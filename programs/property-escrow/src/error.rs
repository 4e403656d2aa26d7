use anchor_lang::prelude::*;

#[error_code]
pub enum EscrowError {
    #[msg("Signer is not the ledger's seller")]
    NotSeller,

    #[msg("Signer is not the buyer of this listing")]
    NotBuyer,

    #[msg("Signer is not the ledger's inspector")]
    NotInspector,

    #[msg("Signer is not the ledger's funding party")]
    NotFundingParty,

    #[msg("Signer is not a party (buyer, seller, or funding party) of this listing")]
    NotAListingParty,

    #[msg("Title unit is already listed")]
    AlreadyListed,

    #[msg("Listing is not open")]
    NotListed,

    #[msg("Listing is closed and cannot be relisted")]
    ListingClosed,

    #[msg("Inspection has not passed")]
    InspectionNotPassed,

    #[msg("Buyer, seller, and funding party have not all approved")]
    ApprovalsIncomplete,

    #[msg("Funds held for this listing do not cover the purchase price")]
    InsufficientFunds,

    #[msg("Title registry refused the custody transfer")]
    TransferFailed,

    #[msg("Escrow amount must be <= purchase price")]
    EscrowExceedsPrice,

    #[msg("Amount must be greater than zero")]
    InvalidAmount,

    #[msg("Title mint must have 0 decimals and a supply of exactly 1")]
    InvalidTitleMint,

    #[msg("Role cannot be the zero address")]
    InvalidRole,

    #[msg("Seller, inspector, and funding party must be distinct")]
    DuplicateRole,

    #[msg("Buyer and seller cannot be the same address")]
    SelfDealing,

    #[msg("Token mint does not match the ledger or listing mint")]
    MintMismatch,

    #[msg("Token account owner does not match expected owner")]
    OwnerMismatch,

    #[msg("Insufficient token balance for this transfer")]
    InsufficientBalance,

    #[msg("Arithmetic overflow")]
    Overflow,

    #[msg("Extended mints (with transfer fees) are not supported")]
    ExtendedMintNotSupported,

    #[msg("Mints with a freeze authority are not supported (vault freeze griefing risk)")]
    MintHasFreezeAuthority,
}
use anchor_lang::prelude::*;
use anchor_spl::{
    associated_token::AssociatedToken,
    token_interface::{Mint, TokenAccount, TokenInterface},
};

use crate::error::EscrowError;
use crate::events::SaleCancelled;
use crate::helpers::{ledger_seeds, release_title, transfer_from_vault};
use crate::state::*;

#[derive(Accounts)]
pub struct CancelSale<'info> {
    #[account(mut)]
    pub seller: Signer<'info>,

    #[account(
        seeds = [LEDGER_SEED],
        bump = ledger.bump,
    )]
    pub ledger: Account<'info, LedgerConfig>,

    #[account(
        mut,
        seeds = [LISTING_SEED, listing.title_mint.as_ref()],
        bump = listing.bump,
    )]
    pub listing: Account<'info, Listing>,

    #[account(constraint = title_mint.key() == listing.title_mint @ EscrowError::MintMismatch)]
    pub title_mint: Box<InterfaceAccount<'info, Mint>>,

    #[account(
        mut,
        associated_token::mint = title_mint,
        associated_token::authority = ledger,
        associated_token::token_program = token_program,
    )]
    pub title_vault: Box<InterfaceAccount<'info, TokenAccount>>,

    #[account(
        init_if_needed,
        payer = seller,
        associated_token::mint = title_mint,
        associated_token::authority = seller,
        associated_token::token_program = token_program,
    )]
    pub seller_title_account: Box<InterfaceAccount<'info, TokenAccount>>,

    #[account(constraint = payment_mint.key() == ledger.payment_mint @ EscrowError::MintMismatch)]
    pub payment_mint: Box<InterfaceAccount<'info, Mint>>,

    #[account(
        mut,
        associated_token::mint = payment_mint,
        associated_token::authority = ledger,
        associated_token::token_program = token_program,
    )]
    pub treasury: Box<InterfaceAccount<'info, TokenAccount>>,

    #[account(
        mut,
        constraint = buyer_payment_account.owner == listing.buyer @ EscrowError::OwnerMismatch,
        token::mint = payment_mint,
        token::token_program = token_program,
    )]
    pub buyer_payment_account: Box<InterfaceAccount<'info, TokenAccount>>,

    #[account(
        mut,
        constraint = seller_payment_account.owner == ledger.seller @ EscrowError::OwnerMismatch,
        token::mint = payment_mint,
        token::token_program = token_program,
    )]
    pub seller_payment_account: Box<InterfaceAccount<'info, TokenAccount>>,

    #[account(
        mut,
        constraint = funding_party_payment_account.owner == ledger.funding_party @ EscrowError::OwnerMismatch,
        token::mint = payment_mint,
        token::token_program = token_program,
    )]
    pub funding_party_payment_account: Box<InterfaceAccount<'info, TokenAccount>>,

    pub associated_token_program: Program<'info, AssociatedToken>,
    pub token_program: Interface<'info, TokenInterface>,
    pub system_program: Program<'info, System>,
}

pub fn handler(ctx: Context<CancelSale>) -> Result<()> {
    let seller = ctx.accounts.seller.key();
    ctx.accounts.ledger.require_seller(&seller)?;

    // Update state BEFORE CPI (checks-effects-interactions)
    let clock = Clock::get()?;
    let listing = &mut ctx.accounts.listing;
    let settlement = listing.settle_cancellation(clock.unix_timestamp)?;

    let bump = [ctx.accounts.ledger.bump];
    let inner = ledger_seeds(&bump);
    let signer_seeds: &[&[&[u8]]] = &[&inner];
    let decimals = ctx.accounts.payment_mint.decimals;

    transfer_from_vault(
        &ctx.accounts.treasury, &ctx.accounts.payment_mint,
        &ctx.accounts.buyer_payment_account,
        ctx.accounts.ledger.to_account_info(), &ctx.accounts.token_program,
        signer_seeds, settlement.to_buyer, decimals,
    )?;

    transfer_from_vault(
        &ctx.accounts.treasury, &ctx.accounts.payment_mint,
        &ctx.accounts.seller_payment_account,
        ctx.accounts.ledger.to_account_info(), &ctx.accounts.token_program,
        signer_seeds, settlement.to_seller, decimals,
    )?;

    transfer_from_vault(
        &ctx.accounts.treasury, &ctx.accounts.payment_mint,
        &ctx.accounts.funding_party_payment_account,
        ctx.accounts.ledger.to_account_info(), &ctx.accounts.token_program,
        signer_seeds, settlement.to_funding_party, decimals,
    )?;

    release_title(
        &ctx.accounts.title_vault, &ctx.accounts.title_mint,
        &ctx.accounts.seller_title_account,
        ctx.accounts.ledger.to_account_info(),
        &ctx.accounts.token_program, signer_seeds,
    )?;

    msg!(
        "Sale cancelled: title {} returned to seller, inspection passed: {}",
        listing.title_mint,
        listing.inspection_passed
    );

    emit!(SaleCancelled {
        title_mint: listing.title_mint,
        seller,
        inspection_passed: listing.inspection_passed,
        refunded_to_buyer: settlement.to_buyer,
        paid_to_seller: settlement.to_seller,
        returned_to_funding_party: settlement.to_funding_party,
        closed_at: listing.closed_at,
    });

    Ok(())
}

What to work on: From the listing, tally every line with the word "address" in it and give only the tally.

Answer section: 2